UPDATE [8/24/2011]: The USDA has rejected the proposal to ban soda purchases made with food stamps.

With obesity numbers skyrocketing and the associated medical costs out of control, New York City has decided to make a major change to their food stamp program. The program, now called SNAP (the Supplemental Nutrition Assistance Program), serves more than 1.7 million New York City residents. City Health Commissioner Tom Farley and New York State Health Commissioner Richard Daines have asked the USDA for a food stamp waiver for two years during which recipients would not be allowed to use their food stamps to buy sodas.

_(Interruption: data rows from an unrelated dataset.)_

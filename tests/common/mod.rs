//! Shared helpers for the relay integration harnesses.
//!
//! `mod common; use common::*;` at the top of each harness file.

pub mod fake_songify;

pub use fake_songify::FakeSongify;

use axum::{
    Router,
    body::{Body, to_bytes},
    http::{Method, Request, Response},
};
use songify_relay::{AppConfig, AppState, app};
use std::path::PathBuf;
use tower::ServiceExt;

/// The front-end shipped with the crate.
pub fn public_dir() -> PathBuf {
    PathBuf::from(env!("CARGO_MANIFEST_DIR")).join("public")
}

/// Relay router pointed at `upstream_base`.
pub fn relay(upstream_base: &str) -> Router {
    let config = AppConfig {
        upstream_base: upstream_base.to_string(),
        public_dir: public_dir(),
        ..AppConfig::default()
    };
    app(AppState::new(config).unwrap())
}

pub async fn send(router: Router, method: Method, uri: &str) -> Response<Body> {
    let request = Request::builder()
        .method(method)
        .uri(uri)
        .body(Body::empty())
        .unwrap();
    router.oneshot(request).await.unwrap()
}

pub async fn get(router: Router, uri: &str) -> Response<Body> {
    send(router, Method::GET, uri).await
}

pub async fn body_json(response: Response<Body>) -> serde_json::Value {
    let bytes = to_bytes(response.into_body(), usize::MAX).await.unwrap();
    serde_json::from_slice(&bytes).unwrap()
}

pub async fn body_text(response: Response<Body>) -> String {
    let bytes = to_bytes(response.into_body(), usize::MAX).await.unwrap();
    String::from_utf8(bytes.to_vec()).unwrap()
}
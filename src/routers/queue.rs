use axum::{extract::State, response::Response};

use crate::state::AppState;

/// GET /cola - current Songify queue, normalized
pub async fn queue_route(State(state): State<AppState>) -> Response {
    state.queue.get_queue().await
}
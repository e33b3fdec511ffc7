//! Songify relay - serves the live song-request queue of a Songify account
//! as normalized JSON, next to a static front-end.
//!
//! The upstream API returns the queue in more than one shape; the
//! [`controllers::normalizer`] turns any of them into [`models::SongRecord`]s.

/// Startup configuration
pub mod config;
/// Request handling logic
pub mod controllers;
/// Upstream error type
pub mod errors;
/// Wire types
pub mod models;
/// HTTP routes
pub mod routers;
/// Router state
pub mod state;

pub use config::AppConfig;
pub use routers::app;
pub use state::AppState;
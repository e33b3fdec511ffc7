use serde::{Deserialize, Serialize};

/// Canonical song as returned to the front-end. Every field is always present.
#[derive(Deserialize, Serialize, Clone, Debug, Default, PartialEq, Eq)]
#[serde(rename_all = "camelCase")]
pub struct SongRecord {
    pub title: String,
    pub artist: String,
    pub duration: String,
    pub requested_by: String,
}

impl SongRecord {
    pub fn with_title(title: impl Into<String>) -> Self {
        SongRecord {
            title: title.into(),
            ..SongRecord::default()
        }
    }
}
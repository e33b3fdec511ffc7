pub mod normalizer;
pub mod queue;
pub mod root;
pub use normalizer::{extract_songs, normalize_song};
pub use queue::QueueController;
pub use root::RootController;
use anyhow::Context;
use songify_relay::{AppConfig, AppState, app};
use tracing::{Level, info};
use tracing_subscriber::{EnvFilter, fmt};

#[tokio::main]
async fn main() -> anyhow::Result<()> {
    fmt()
        .with_env_filter(EnvFilter::from_default_env().add_directive(Level::INFO.into()))
        .with_target(false)
        .init();

    let config = AppConfig::from_env()?;
    let port = config.port;
    let public_dir = config.public_dir.clone();
    let state = AppState::new(config).context("failed to build HTTP client")?;

    let listener = tokio::net::TcpListener::bind(("0.0.0.0", port))
        .await
        .with_context(|| format!("failed to bind port {port}"))?;

    info!("🎧 Songify relay listening on port {}", port);
    info!("📡 Queue endpoint: /cola");
    info!("📁 Static files from {:?}", public_dir);

    axum::serve(listener, app(state))
        .await
        .context("server stopped unexpectedly")?;
    Ok(())
}
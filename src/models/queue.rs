use serde::{Deserialize, Serialize};

use super::song::SongRecord;

pub const QUEUE_SOURCE: &str = "songify";

#[derive(Deserialize, Serialize, Clone, Debug, PartialEq)]
pub struct QueueResponse {
    pub success: bool,
    pub source: String,
    pub songs: Vec<SongRecord>,
}

impl QueueResponse {
    pub fn new(songs: Vec<SongRecord>) -> Self {
        QueueResponse {
            success: true,
            source: QUEUE_SOURCE.to_string(),
            songs,
        }
    }
}

#[derive(Deserialize, Serialize, Clone, Debug, PartialEq)]
pub struct ErrorResponse {
    pub success: bool,
    pub error: String,
}

impl ErrorResponse {
    pub fn new(error: impl Into<String>) -> Self {
        ErrorResponse {
            success: false,
            error: error.into(),
        }
    }
}
pub mod queue;
pub mod song;

pub use queue::{ErrorResponse, QueueResponse};
pub use song::SongRecord;
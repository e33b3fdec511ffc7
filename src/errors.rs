use axum::{
    Json,
    http::StatusCode,
    response::{IntoResponse, Response},
};
use thiserror::Error;

use crate::models::ErrorResponse;

/// Message shown to the front-end whenever the queue cannot be relayed.
pub const QUEUE_UNAVAILABLE: &str = "No se pudo obtener la cola desde Songify";

/// Anything that goes wrong between sending the upstream request and holding
/// its parsed body. Callers see one failure; the variants only feed the log.
#[derive(Error, Debug)]
pub enum UpstreamFetchError {
    #[error("Songify request failed: {0}")]
    Request(#[from] reqwest::Error),

    #[error("Songify body is not valid JSON: {0}")]
    Decode(#[from] serde_json::Error),
}

impl IntoResponse for UpstreamFetchError {
    fn into_response(self) -> Response {
        (
            StatusCode::INTERNAL_SERVER_ERROR,
            Json(ErrorResponse::new(QUEUE_UNAVAILABLE)),
        )
            .into_response()
    }
}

The reasoning behind the program was explained in the Times:

“City statistics released last month showed that nearly 40 percent of public-school children in kindergarten through eighth grade were overweight or obese, and that obesity rates were substantially higher in poor neighborhoods. City studies show that consumption of sugared beverages is consistently higher in those neighborhoods … Anticipating such criticism, Dr. Farley and Dr. Daines said that the food-stamp program already prohibited the use of benefits to buy cigarettes, beer, wine, liquor or prepared foods.”

The piece continued:

“Every year, tens of millions of federal dollars are spent on sweetened beverages in New York City through the food stamp program — far more than is spent on obesity prevention. This amounts to an enormous subsidy to the sweetened beverage industry.”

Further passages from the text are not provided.